_Work request_
I need the number of lines in the listing below that contain "builder", and only that number.

Content starts

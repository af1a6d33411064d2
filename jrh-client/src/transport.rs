//! HTTP transport seam
//!
//! The engines never talk to the network directly. They hand a fully built
//! [`HttpRequest`] (target URI, headers, encoded body) to an [`HttpInvoker`]
//! and get back an [`HttpResponse`] whose body is a byte stream, which they
//! read to the end themselves.
//!
//! [`ReqwestInvoker`] is the production implementation. Tests and embedders
//! can plug in anything else (in-memory servers, recording proxies) by
//! implementing the trait.
//!
//! Timeouts belong to the invoker: the engines have no clock of their own.

use async_trait::async_trait;
use bytes::Bytes;
use futures::stream::{self, BoxStream};
use futures::{Stream, StreamExt};
use http::{HeaderMap, StatusCode};
use jrh_core::{Error, Result};
use std::fmt;
use std::time::Duration;
use url::Url;

/// An outgoing HTTP POST
#[derive(Debug, Clone)]
pub struct HttpRequest {
    /// Absolute target URI
    pub uri: Url,
    /// Request headers
    pub headers: HeaderMap,
    /// Encoded JSON-RPC payload
    pub body: Bytes,
}

/// An HTTP response with a streamed body
pub struct HttpResponse {
    /// Status code
    pub status: StatusCode,
    /// Response headers
    pub headers: HeaderMap,
    /// Body chunks
    pub body: BoxStream<'static, std::io::Result<Bytes>>,
}

impl HttpResponse {
    /// Build a response around a chunk stream
    pub fn new<S>(status: StatusCode, headers: HeaderMap, body: S) -> Self
    where
        S: Stream<Item = std::io::Result<Bytes>> + Send + 'static,
    {
        Self {
            status,
            headers,
            body: body.boxed(),
        }
    }

    /// Build a response from an in-memory body
    pub fn from_bytes(status: StatusCode, headers: HeaderMap, body: impl Into<Bytes>) -> Self {
        let body = body.into();
        if body.is_empty() {
            return Self::new(status, headers, stream::empty());
        }
        Self::new(status, headers, stream::once(async move { Ok(body) }))
    }

    /// Build a response without a body
    pub fn empty(status: StatusCode) -> Self {
        Self::new(status, HeaderMap::new(), stream::empty())
    }
}

impl fmt::Debug for HttpResponse {
    fn fmt(&self, f: &mut fmt::Formatter<'_>) -> fmt::Result {
        f.debug_struct("HttpResponse")
            .field("status", &self.status)
            .field("headers", &self.headers)
            .finish_non_exhaustive()
    }
}

/// Performs one HTTP exchange
#[async_trait]
pub trait HttpInvoker: Send + Sync {
    /// POST the request and return the response head with its body stream
    ///
    /// Failing to complete the exchange (connection refused, timeout, TLS
    /// failure) is an [`Error::Transport`]. Any HTTP status, including error
    /// statuses, is a successful exchange.
    async fn send(&self, request: HttpRequest) -> Result<HttpResponse>;
}

/// [`HttpInvoker`] backed by a `reqwest::Client`
#[derive(Debug, Clone)]
pub struct ReqwestInvoker {
    client: reqwest::Client,
}

impl ReqwestInvoker {
    /// Create an invoker without a request timeout
    pub fn new() -> Result<Self> {
        Self::with_timeout(None)
    }

    /// Create an invoker whose exchanges fail after `timeout`
    pub fn with_timeout(timeout: Option<Duration>) -> Result<Self> {
        let mut builder = reqwest::Client::builder();
        if let Some(timeout) = timeout {
            builder = builder.timeout(timeout);
        }
        let client = builder
            .build()
            .map_err(|e| Error::Configuration(format!("Failed to create HTTP client: {}", e)))?;
        Ok(Self { client })
    }

    /// Wrap an existing client
    pub fn with_client(client: reqwest::Client) -> Self {
        Self { client }
    }
}

#[async_trait]
impl HttpInvoker for ReqwestInvoker {
    async fn send(&self, request: HttpRequest) -> Result<HttpResponse> {
        let response = self
            .client
            .post(request.uri)
            .headers(request.headers)
            .body(request.body)
            .send()
            .await
            .map_err(|e| Error::Transport(e.to_string()))?;

        let status = response.status();
        let headers = response.headers().clone();
        let body = response
            .bytes_stream()
            .map(|chunk| chunk.map_err(std::io::Error::other));

        Ok(HttpResponse::new(status, headers, body))
    }
}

Content ends

_Result of this task_
3